Top of Data supplied
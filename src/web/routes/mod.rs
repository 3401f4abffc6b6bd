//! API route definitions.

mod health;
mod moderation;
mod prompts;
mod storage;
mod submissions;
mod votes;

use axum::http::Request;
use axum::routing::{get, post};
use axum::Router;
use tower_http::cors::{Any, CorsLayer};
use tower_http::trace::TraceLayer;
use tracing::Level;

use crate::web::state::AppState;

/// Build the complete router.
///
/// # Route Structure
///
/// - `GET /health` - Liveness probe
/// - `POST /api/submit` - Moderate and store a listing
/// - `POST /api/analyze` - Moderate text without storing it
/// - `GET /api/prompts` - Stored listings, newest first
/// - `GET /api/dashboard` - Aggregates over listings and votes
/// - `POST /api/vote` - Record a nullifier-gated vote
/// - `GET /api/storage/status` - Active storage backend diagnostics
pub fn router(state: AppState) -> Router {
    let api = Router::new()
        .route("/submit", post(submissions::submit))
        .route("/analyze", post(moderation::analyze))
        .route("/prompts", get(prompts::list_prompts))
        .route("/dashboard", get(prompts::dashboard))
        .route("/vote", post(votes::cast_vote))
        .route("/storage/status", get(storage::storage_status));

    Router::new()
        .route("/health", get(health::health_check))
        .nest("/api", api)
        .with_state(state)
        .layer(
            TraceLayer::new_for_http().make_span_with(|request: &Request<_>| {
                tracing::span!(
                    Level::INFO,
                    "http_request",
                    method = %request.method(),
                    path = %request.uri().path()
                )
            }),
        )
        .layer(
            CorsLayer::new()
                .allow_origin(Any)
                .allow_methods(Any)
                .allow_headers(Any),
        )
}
Bottom of Data supplied
__Assignment__.
Above are some lines. Repeat exactly, and only, those from the line that has "mod prompts;" through the line that has "without storing it".

__Exercise response__.
mod prompts;
mod storage;
mod submissions;
mod votes;

use axum::http::Request;
use axum::routing::{get, post};
use axum::Router;
use tower_http::cors::{Any, CorsLayer};
use tower_http::trace::TraceLayer;
use tracing::Level;

use crate::web::state::AppState;

/// Build the complete router.
///
/// # Route Structure
///
/// - `GET /health` - Liveness probe
/// - `POST /api/submit` - Moderate and store a listing
/// - `POST /api/analyze` - Moderate text without storing it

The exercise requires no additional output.